Auf jeden Fall. Die neuste Generation der Brillen hat eine extrem hohe Auflösung, sie entspricht fast 4K. Die neuste Generation der VR Brillen hat auch eine sehr hohe Bildfrequenz, diese liegt bei 72 oder 90 Herz. Das heißt, der Nutzer hat flüssige Bewegungen und kann komplett in die virtuelle Realität eintauchen. Man spricht dabei von der sogenannten Immersion. Das heißt, man taucht in diese computergenerierten Welt ein und vergisst, dass sie computergeneriert ist, weil sie so realistisch wirkt. Das Gehirn schaltet dabei innerhalb von zwei bis drei Sekunden um und verliert jegliche Referenzpunkte in der Realität. Der Nutzer verschmilzt sozusagen mit der virtuellen Umgebung.
Wie viele Menschen in Deutschland nutzen derzeit VR-Brillen?
Aktuelle Untersuchungen zeigen, dass in Deutschland etwa 14 Prozent der Menschen hin und wieder auf privater Basis eine VR-Brille nutzen. Entweder eine eigene Brille oder eine in Geschäften, Freizeitparks oder Museen. Aber ein Drittel sagt, es kann sich vorstellen, es in der Zukunft auszuprobieren. Die Nutzungsbereitschaft ist also noch sehr viel höher als die faktische Verbreitung.

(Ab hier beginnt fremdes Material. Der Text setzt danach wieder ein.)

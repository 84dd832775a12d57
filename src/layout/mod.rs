//! Motor de maquetado - paginación de primitivos
//!
//! Convierte la secuencia de primitivos en páginas A4 con elementos ya
//! posicionados. El estado es un cursor vertical explícito que vive solo
//! dentro de una exportación; no hay contadores globales.

pub mod engine;
pub mod metrics;

pub use engine::{LayoutEngine, PageElement, PageLayout, PlacedRect, PlacedText};
pub use metrics::{text_width, wrap_text};
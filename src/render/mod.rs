//! Construcción de secciones - capa de presentación
//!
//! Los renderizadores de sección convierten el plan normalizado en una
//! secuencia ordenada de primitivos de maquetado, independientes del
//! formato binario final. Los dos formatos de exportación consumen la
//! misma secuencia: el PDF la pagina con el motor de maquetado y el
//! documento Word la traduce a su modelo de flujo.
//!
//! Primitivos disponibles:
//! - [`TextBlock`]: corrida de texto con estilo (y banda de color opcional)
//! - [`Table`]: tabla plana de filas y celdas, con banda de título opcional
//! - [`Primitive::PageBreak`]: sugerencia explícita de salto de página

pub mod grouping;
pub mod sections;

pub use grouping::{group_by_subject, SubjectGroup};
pub use sections::build_sections;

/// Color RGB
#[derive(Debug, Clone, Copy, PartialEq, Eq)]
pub struct Color {
    pub r: u8,
    pub g: u8,
    pub b: u8,
}

impl Color {
    pub const fn new(r: u8, g: u8, b: u8) -> Self {
        Self { r, g, b }
    }

    /// Representación hexadecimal sin `#`, como la pide OOXML
    pub fn to_hex(self) -> String {
        format!("{:02X}{:02X}{:02X}", self.r, self.g, self.b)
    }
}

pub const WHITE: Color = Color::new(255, 255, 255);

/// Alineación horizontal de una celda
#[derive(Debug, Clone, Copy, PartialEq, Eq)]
pub enum Align {
    Left,
    Center,
}

/// Corrida de texto con estilo
#[derive(Debug, Clone, PartialEq)]
pub struct TextBlock {
    pub text: String,
    /// Tamaño en puntos
    pub size: f32,
    pub bold: bool,
    pub color: Color,
    /// Banda de color a todo lo ancho detrás del texto
    pub band_fill: Option<Color>,
    /// Espacio vertical tras el bloque, en puntos
    pub space_after: f32,
}

impl TextBlock {
    pub fn new(text: impl Into<String>, size: f32, color: Color) -> Self {
        Self {
            text: text.into(),
            size,
            bold: false,
            color,
            band_fill: None,
            space_after: 2.0,
        }
    }

    pub fn bold(mut self) -> Self {
        self.bold = true;
        self
    }

    pub fn on_band(mut self, fill: Color) -> Self {
        self.band_fill = Some(fill);
        self
    }

    pub fn space_after(mut self, pts: f32) -> Self {
        self.space_after = pts;
        self
    }
}

/// Celda de tabla
#[derive(Debug, Clone, PartialEq)]
pub struct Cell {
    pub text: String,
    pub bold: bool,
    pub align: Align,
    pub fill: Option<Color>,
    /// Color del texto; si falta se usa el del tema
    pub color: Option<Color>,
}

impl Cell {
    pub fn text(text: impl Into<String>) -> Self {
        Self {
            text: text.into(),
            bold: false,
            align: Align::Left,
            fill: None,
            color: None,
        }
    }

    pub fn bold(mut self) -> Self {
        self.bold = true;
        self
    }

    pub fn centered(mut self) -> Self {
        self.align = Align::Center;
        self
    }

    pub fn filled(mut self, fill: Color) -> Self {
        self.fill = Some(fill);
        self
    }

    pub fn colored(mut self, color: Color) -> Self {
        self.color = Some(color);
        self
    }
}

/// Fila de tabla (siempre plana; los agrupados visuales se logran
/// dejando en blanco celdas repetidas)
#[derive(Debug, Clone, PartialEq)]
pub struct Row {
    pub cells: Vec<Cell>,
}

impl Row {
    pub fn new(cells: Vec<Cell>) -> Self {
        Self { cells }
    }
}

/// Banda de título a todo lo ancho de una tabla
#[derive(Debug, Clone, PartialEq)]
pub struct Band {
    pub text: String,
    pub fill: Color,
}

/// Tabla
#[derive(Debug, Clone, PartialEq)]
pub struct Table {
    pub band: Option<Band>,
    pub rows: Vec<Row>,
    /// Fracciones del ancho de contenido; deben sumar 1
    pub widths: Vec<f32>,
    /// Tamaño de letra de las celdas, en puntos
    pub font_size: f32,
}

/// Primitivo de maquetado
#[derive(Debug, Clone, PartialEq)]
pub enum Primitive {
    Text(TextBlock),
    Table(Table),
    PageBreak,
}

/// Tema de presentación
///
/// Todo lo variable de la apariencia vive aquí; los renderizadores no
/// conocen colores ni márgenes sueltos.
#[derive(Debug, Clone)]
pub struct Theme {
    /// Color principal (banda de cabecera, bandas de fase)
    pub color_primario: Color,
    /// Color de las bandas secundarias (asignaturas, encabezados de tabla)
    pub color_banda: Color,
    /// Relleno de celdas de rótulo
    pub relleno_claro: Color,
    /// Relleno suave de celdas de contenido agrupado
    pub relleno_suave: Color,
    /// Color de texto normal
    pub color_texto: Color,
    /// Color tenue (pie de página, líneas secundarias de la cabecera)
    pub color_tenue: Color,
    /// Margen de página en puntos
    pub margen: f32,
    /// Texto del pie de página (se antepone "Hoja N de TOTAL | ")
    pub pie_pagina: String,
}

impl Default for Theme {
    fn default() -> Self {
        Self {
            color_primario: Color::new(15, 23, 42),
            color_banda: Color::new(51, 65, 85),
            relleno_claro: Color::new(241, 245, 249),
            relleno_suave: Color::new(250, 250, 250),
            color_texto: Color::new(15, 23, 42),
            color_tenue: Color::new(150, 150, 150),
            margen: 51.0,
            pie_pagina: "Planeador Maestro NEM Pro+".to_string(),
        }
    }
}
use anyhow::Result;
use planeador_nem::utils::logging;
use planeador_nem::{App, Config};

#[tokio::main]
async fn main() -> Result<()> {
    // Carga de configuración antes del registro para respetar el modo detallado
    let config = Config::from_env();
    logging::init(config.verbose_logging);

    App::initialize(config)?.run().await?;

    Ok(())
}
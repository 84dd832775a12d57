//! Pruebas de extremo a extremo del núcleo de exportación:
//! normalización, secciones, maquetado y los dos backends binarios.

use std::io::{Cursor, Read};

use planeador_nem::layout::engine::{LayoutEngine, PageElement};
use planeador_nem::normalizer::normalize;
use planeador_nem::render::{build_sections, Theme};
use planeador_nem::{export_plan, ExportFormat, ValidationError};
use serde_json::json;

/// Plan completo y realista, como lo devolvería el modelo
fn respuesta_completa() -> serde_json::Value {
    json!({
        "titulo_proyecto": "Guardianes del agua en la comunidad escolar",
        "nombre_docente": "María Pérez",
        "nombre_escuela": "Esc. Sec. Benito Juárez",
        "cct": "15EES0001K",
        "zona_escolar": "12",
        "grado": "1° Secundaria",
        "fase_nem": "Fase 6",
        "metodologia": "Aprendizaje Basado en Problemas (ABP)",
        "campo_formativo": ["Saberes y Pensamiento Científico", "Ética, Naturaleza y Sociedades"],
        "ejes_articuladores": ["Pensamiento crítico", "Vida saludable"],
        "proposito": "Que el alumnado analice el consumo de agua de su escuela y proponga acciones de cuidado.",
        "diagnostico_socioeducativo": "La escuela presenta fugas recurrentes y desperdicio en los bebederos.",
        "temporalidad_realista": "2 semanas / 8 sesiones",
        "vinculacion_contenido_pda": [
            {
                "asignatura": "Saberes y Pensamiento Científico",
                "contenido": "El agua como recurso vital",
                "pda_vinculados": ["P1", "P2", "P3"]
            },
            {
                "asignatura": "Ética, Naturaleza y Sociedades",
                "contenido": "Responsabilidad ambiental",
                "pda_vinculados": ["P4"]
            }
        ],
        "fases_desarrollo": [
            {
                "nombre": "Presentamos",
                "descripcion": "Planteamiento de la situación problema",
                "sesiones": [
                    {
                        "numero": 1,
                        "titulo": "¿A dónde se va el agua?",
                        "duracion": "50 min",
                        "actividades_inicio": ["Lluvia de ideas sobre el uso del agua"],
                        "actividades_desarrollo": ["Recorrido por la escuela registrando fugas"],
                        "actividades_cierre": ["Puesta en común de hallazgos"],
                        "recursos": ["Bitácora", "Lápices"],
                        "evaluacion_sesion": "Registro de observaciones"
                    },
                    {
                        "numero": 2,
                        "titulo": "Medimos el desperdicio",
                        "duracion": "50 min",
                        "actividades_inicio": ["Recuperación de la sesión anterior"],
                        "actividades_desarrollo": ["Cálculo del volumen desperdiciado por fuga"],
                        "actividades_cierre": ["Gráfica grupal de resultados"],
                        "recursos": ["Cronómetro", "Recipientes graduados"],
                        "evaluacion_sesion": "Tabla de mediciones"
                    }
                ]
            }
        ],
        "evaluacion_formativa": {
            "tecnicas": ["Observación sistemática"],
            "instrumentos": ["Rúbrica", "Lista de cotejo"],
            "criterios_evaluacion": ["Participación", "Rigor en las mediciones"]
        },
        "bibliografia_especializada": [
            {
                "autor": "SEP",
                "titulo": "Programa Sintético Fase 6",
                "año": "2022",
                "uso": "Vinculación curricular"
            }
        ]
    })
}

fn leer_parte(bytes: &[u8], nombre: &str) -> String {
    let mut archive = zip::ZipArchive::new(Cursor::new(bytes.to_vec())).unwrap();
    let mut parte = archive.by_name(nombre).unwrap();
    let mut contenido = String::new();
    parte.read_to_string(&mut contenido).unwrap();
    contenido
}

#[test]
fn test_entrada_minima_exporta_con_secciones_vacias() {
    // Solo título, escuela y docente; todo lo demás ausente
    let value = json!({
        "titulo_proyecto": "X",
        "nombre_escuela": "Y",
        "nombre_docente": "Z",
        "fases_desarrollo": []
    });
    let plan = normalize(&value).unwrap();

    let pdf = export_plan(&plan, ExportFormat::Pdf).unwrap();
    assert!(pdf.bytes.starts_with(b"%PDF"));
    let reloaded = lopdf::Document::load_mem(&pdf.bytes).unwrap();
    assert!(!reloaded.get_pages().is_empty());

    let docx = export_plan(&plan, ExportFormat::Docx).unwrap();
    let doc = leer_parte(&docx.bytes, "word/document.xml");
    // La cabecera va poblada
    assert!(doc.contains("DOCENTE: Z"));
    assert!(doc.contains("PROYECTO: X"));
    // Sin bibliografía no hay sección de bibliografía
    assert!(!doc.contains("BIBLIOGRAFÍA ESPECIALIZADA"));
}

#[test]
fn test_sin_titulo_no_se_renderiza_nada() {
    assert_eq!(normalize(&json!({})), Err(ValidationError::MissingTitle));
}

#[test]
fn test_exportacion_completa_en_ambos_formatos() {
    let plan = normalize(&respuesta_completa()).unwrap();

    let pdf = export_plan(&plan, ExportFormat::Pdf).unwrap();
    assert_eq!(pdf.filename, "Planeacion_NEM_Guardianes_del.pdf");
    assert!(lopdf::Document::load_mem(&pdf.bytes).is_ok());

    let docx = export_plan(&plan, ExportFormat::Docx).unwrap();
    assert_eq!(docx.filename, "Planeacion_NEM_Guardianes_del.docx");
    let doc = leer_parte(&docx.bytes, "word/document.xml");

    // Las seis secciones en orden, con la bibliografía presente
    let indices: Vec<usize> = [
        "ESC. SEC. BENITO JUÁREZ",
        "I. FUNDAMENTACIÓN Y CONTEXTO",
        "II. MALLA CURRICULAR VINCULADA",
        "III. PLANO DIDÁCTICO (ACTIVIDADES)",
        "IV. EVALUACIÓN Y BIBLIOGRAFÍA",
        "V. BIBLIOGRAFÍA ESPECIALIZADA",
    ]
    .iter()
    .map(|s| doc.find(s).unwrap_or_else(|| panic!("falta la sección {}", s)))
    .collect();
    let mut ordenados = indices.clone();
    ordenados.sort_unstable();
    assert_eq!(indices, ordenados, "las secciones deben conservar su orden");

    // Agrupado visual: P2 y P3 van bajo el mismo contenido
    assert!(doc.contains("• P2"));
    assert!(doc.contains("• P3"));
}

#[test]
fn test_exportar_dos_veces_da_el_mismo_contenido() {
    let plan = normalize(&respuesta_completa()).unwrap();

    let pdf_a = export_plan(&plan, ExportFormat::Pdf).unwrap();
    let pdf_b = export_plan(&plan, ExportFormat::Pdf).unwrap();
    assert_eq!(pdf_a.bytes, pdf_b.bytes);

    // El paquete Word lleva fecha de creación en los metadatos; el
    // contenido estructural se compara por su parte principal
    let docx_a = export_plan(&plan, ExportFormat::Docx).unwrap();
    let docx_b = export_plan(&plan, ExportFormat::Docx).unwrap();
    assert_eq!(
        leer_parte(&docx_a.bytes, "word/document.xml"),
        leer_parte(&docx_b.bytes, "word/document.xml")
    );
}

#[test]
fn test_fase_con_doce_sesiones_reparte_en_varias_paginas() {
    let mut value = respuesta_completa();
    let actividades: Vec<String> = (0..6)
        .map(|i| {
            format!(
                "Actividad {} con registro en bitácora, discusión por equipos \
                 y elaboración de conclusiones para compartir con la comunidad",
                i
            )
        })
        .collect();
    let sesiones: Vec<serde_json::Value> = (1..=12)
        .map(|n| {
            json!({
                "numero": n,
                "titulo": format!("Sesión de indagación {}", n),
                "duracion": "50 min",
                "actividades_inicio": actividades.clone(),
                "actividades_desarrollo": actividades.clone(),
                "actividades_cierre": actividades.clone(),
                "recursos": ["Bitácora"],
                "evaluacion_sesion": "Registro"
            })
        })
        .collect();
    value["fases_desarrollo"] = json!([{
        "nombre": "Vivamos la experiencia",
        "descripcion": "Fase intensiva",
        "sesiones": sesiones
    }]);
    let plan = normalize(&value).unwrap();

    let theme = Theme::default();
    let sections = build_sections(&plan, &theme);
    let mut engine = LayoutEngine::new(&theme);
    engine.place_all(&sections);
    let pages = engine.finish();
    assert!(pages.len() >= 3, "cabecera mas doce sesiones largas piden varias páginas");

    // Cada sesión conserva sus tres momentos en orden en la página donde caiga
    let textos: Vec<String> = pages
        .iter()
        .flat_map(|p| p.elements.iter())
        .filter_map(|e| match e {
            PageElement::Text(t) => Some(t.text.clone()),
            _ => None,
        })
        .collect();
    let todo = textos.join("\n");
    for n in 1..=12 {
        assert!(
            todo.contains(&format!("SESIÓN {}", n)),
            "falta la sesión {}",
            n
        );
    }
    let inicio = todo.find("• INICIO:").unwrap();
    let desarrollo = todo.find("• DESARROLLO:").unwrap();
    let cierre = todo.find("• CIERRE:").unwrap();
    assert!(inicio < desarrollo && desarrollo < cierre);

    // Y el PDF final pagina igual que el motor
    let pdf = export_plan(&plan, ExportFormat::Pdf).unwrap();
    let reloaded = lopdf::Document::load_mem(&pdf.bytes).unwrap();
    assert_eq!(reloaded.get_pages().len(), pages.len());
}

#[test]
fn test_bibliografia_vacia_omite_la_seccion_en_ambos_formatos() {
    let mut value = respuesta_completa();
    value["bibliografia_especializada"] = json!([]);
    let plan = normalize(&value).unwrap();

    let docx = export_plan(&plan, ExportFormat::Docx).unwrap();
    let doc = leer_parte(&docx.bytes, "word/document.xml");
    assert!(!doc.contains("BIBLIOGRAFÍA ESPECIALIZADA"));

    let theme = Theme::default();
    let sections = build_sections(&plan, &theme);
    let titulos: Vec<&str> = sections
        .iter()
        .filter_map(|p| match p {
            planeador_nem::render::Primitive::Text(b) if b.text.starts_with("V.") => {
                Some(b.text.as_str())
            }
            _ => None,
        })
        .collect();
    assert!(titulos.is_empty());
}

#[tokio::test]
async fn test_exportaciones_concurrentes_no_comparten_estado() {
    // Dos exportaciones simultáneas del mismo plan deben producir lo
    // mismo que dos consecutivas
    let plan = normalize(&respuesta_completa()).unwrap();
    let plan_b = plan.clone();

    let a = tokio::task::spawn_blocking(move || export_plan(&plan, ExportFormat::Pdf));
    let b = tokio::task::spawn_blocking(move || export_plan(&plan_b, ExportFormat::Docx));
    let (a, b) = tokio::join!(a, b);
    let pdf = a.unwrap().unwrap();
    let docx = b.unwrap().unwrap();

    let plan_de_nuevo = normalize(&respuesta_completa()).unwrap();
    let pdf_secuencial = export_plan(&plan_de_nuevo, ExportFormat::Pdf).unwrap();
    assert_eq!(pdf.bytes, pdf_secuencial.bytes);
    assert!(docx.bytes.starts_with(b"PK\x03\x04"));
}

Welche VR-Brillen können Sie empfehlen?
Als Einstieg kann man sich ein Kunststoffgestell für etwa 30 bis 40 Euro kaufen, wo man sein Smartphone einlegt, um damit das VR-Erlebnis auszuprobieren. Es gibt viele Plattformen, die kostenlosen VR-Content und 360-Grad-Touren anbieten. Schöner ist es natürlich mit einer hochauflösenden Brille, beispielsweise von Herstellern wie Sony, HTC oder Oculus ab 400 Euro. Die hochwertigen Brillen bieten eine gute Bedienungsfreundlichkeit, eine gute Auflösung und einen guten Sound, sodass noch intensivere Erlebnisse möglich werden.